Proteomics: Chapter 3 Notes

• Proteomics: the proteome is the functional representation of the genome.

  • From the genome we know all genes present in an organism.

  • Central dogma recap: DNA -> RNA -> Protein.

  • The proteome identifies the proteins encoded by these genes.

  • Definition: Proteomics is the qualitative and quantitative comparison of proteomes under different conditions to unravel biological processes.

• Learning objectives (quick reference):

  • Understand the principles of basic biochemical characterization techniques.

  • Be able to identify the specific biochemical technique appropriate for a given biochemical problem.

• Topics covered (overview):

  • Protein purification

  • Protein sequencing

  • Immunology (detection of small amounts of proteins; in vivo imaging)

  • Artificial protein preparation (peptide synthesis)

  • 3-D structures of proteins

  • Mass spectrometry (MS) in proteomics

• Why protein isolation/characterization matters:

  • Proteins perform key functions (catalysis, transcription, translation, signal transduction, etc.).

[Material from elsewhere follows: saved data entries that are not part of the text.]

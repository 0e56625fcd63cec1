//! Commonality Scorer
//!
//! Pure weighted-overlap scoring of two tag profiles across the eleven ontology
//! dimensions. Per dimension, `overlap` is the Jaccard index of the two term sets
//! and `confidence` the mean confidence both sides give the shared terms. The
//! weighted score is the weight-sum of the overlaps.

use crate::model::{ConfidenceBucket, DimensionScore, Link, Tag};
use std::collections::{BTreeMap, BTreeSet};

/// Dimension weights; they sum to 1.0.
pub const DIMENSION_WEIGHTS: [(&str, f64); 11] = [
    ("ritual_intent", 0.18),
    ("ritual_actions", 0.18),
    ("materials_tools", 0.13),
    ("invocation_structure", 0.13),
    ("time_timing", 0.09),
    ("location_setting", 0.08),
    ("exchange_offering", 0.08),
    ("protection_boundary", 0.06),
    ("divination_modality", 0.04),
    ("ritual_actors", 0.02),
    ("outcome_claim", 0.01),
];

/// Candidates below this score never become links.
pub const MIN_LINK_SCORE: f64 = 0.35;
pub const HIGH_CONFIDENCE: f64 = 0.75;
pub const MEDIUM_CONFIDENCE: f64 = 0.55;

/// Dimensions a link needs at medium-or-higher confidence before approval.
pub const REQUIRED_STRONG_DIMENSIONS: usize = 2;

/// `dimension -> term -> confidence` for one passage.
pub type TagProfile = BTreeMap<String, BTreeMap<String, f64>>;

/// Build a profile from tags, keeping the highest confidence per term.
pub fn profile<'a>(tags: impl IntoIterator<Item = &'a Tag>) -> TagProfile {
    let mut profile = TagProfile::new();
    for tag in tags {
        let slot = profile
            .entry(tag.dimension.clone())
            .or_default()
            .entry(tag.term.clone())
            .or_insert(0.0);
        *slot = slot.max(tag.confidence);
    }
    profile
}

#[derive(Debug, Clone, PartialEq)]
pub struct CommonalityScore {
    pub weighted_score: f64,
    pub bucket: ConfidenceBucket,
    pub dimensions: BTreeMap<String, DimensionScore>,
}

impl CommonalityScore {
    /// Dimensions with shared terms at medium-or-higher confidence.
    pub fn strong_dimensions(&self) -> usize {
        strong_dimensions(&self.dimensions)
    }
}

pub fn strong_dimensions(dimensions: &BTreeMap<String, DimensionScore>) -> usize {
    dimensions
        .values()
        .filter(|d| d.overlap > 0.0 && d.confidence >= MEDIUM_CONFIDENCE)
        .count()
}

pub fn bucket_for(score: f64) -> ConfidenceBucket {
    if score >= HIGH_CONFIDENCE {
        ConfidenceBucket::High
    } else if score >= MEDIUM_CONFIDENCE {
        ConfidenceBucket::Medium
    } else {
        ConfidenceBucket::Exploratory
    }
}

fn round4(value: f64) -> f64 {
    (value * 10_000.0).round() / 10_000.0
}

fn score_dimension(a: Option<&BTreeMap<String, f64>>, b: Option<&BTreeMap<String, f64>>) -> DimensionScore {
    let (Some(a), Some(b)) = (a, b) else {
        return DimensionScore {
            overlap: 0.0,
            confidence: 0.0,
        };
    };
    let left: BTreeSet<&String> = a.keys().collect();
    let right: BTreeSet<&String> = b.keys().collect();
    let shared: Vec<&String> = left.intersection(&right).copied().collect();
    let union = left.union(&right).count();
    if shared.is_empty() || union == 0 {
        return DimensionScore {
            overlap: 0.0,
            confidence: 0.0,
        };
    }
    let confidence = shared
        .iter()
        .map(|term| (a[*term] + b[*term]) / 2.0)
        .sum::<f64>()
        / shared.len() as f64;
    DimensionScore {
        overlap: round4(shared.len() as f64 / union as f64),
        confidence: round4(confidence.clamp(0.0, 1.0)),
    }
}

/// Score two profiles. Always returns a score in [0, 1].
pub fn score(a: &TagProfile, b: &TagProfile) -> CommonalityScore {
    let mut dimensions = BTreeMap::new();
    let mut weighted = 0.0;
    for (dimension, weight) in DIMENSION_WEIGHTS {
        let dim = score_dimension(a.get(dimension), b.get(dimension));
        weighted += weight * dim.overlap;
        dimensions.insert(dimension.to_string(), dim);
    }
    let weighted_score = round4(weighted.clamp(0.0, 1.0));
    CommonalityScore {
        weighted_score,
        bucket: bucket_for(weighted_score),
        dimensions,
    }
}

/// Score a candidate pair; `None` if it falls below [`MIN_LINK_SCORE`].
pub fn evaluate(a: &TagProfile, b: &TagProfile) -> Option<CommonalityScore> {
    let scored = score(a, b);
    (scored.weighted_score >= MIN_LINK_SCORE).then_some(scored)
}

/// Why a link cannot be approved, if it cannot.
pub fn approval_blocker(link: &Link, notes: Option<&str>) -> Option<String> {
    if link.bucket == ConfidenceBucket::Exploratory {
        return Some(format!(
            "link {} scored {} and is exploratory only",
            link.link_id, link.weighted_score
        ));
    }
    let strong = strong_dimensions(&link.dimension_scores);
    if strong < REQUIRED_STRONG_DIMENSIONS {
        return Some(format!(
            "link {} has {} dimension(s) at medium+ confidence; {} required",
            link.link_id, strong, REQUIRED_STRONG_DIMENSIONS
        ));
    }
    if notes.map_or(true, |n| n.trim().is_empty()) {
        return Some(format!(
            "approving link {} requires a reviewer note addressing non-equivalence",
            link.link_id
        ));
    }
    None
}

  • Physical identification and characterization help understand function, mechanism, and regulation.

• Bioassay workflow (Stepwise):

  • Step 1: Isolate protein (preparatory steps).

  • Step 2: Assay to confirm the correct protein has been isolated or to understand protein function (analytical steps).

• Differential Centrifugation

  • Separates cellular components and associated proteins based on the compartmental localization within cells.

  • Sequentially increases centrifugal force to partition organelles and protein complexes.

• Protein isolation techniques (overview):

  • Salting out

  • Dialysis

  • Gel-filtration chromatography (size exclusion)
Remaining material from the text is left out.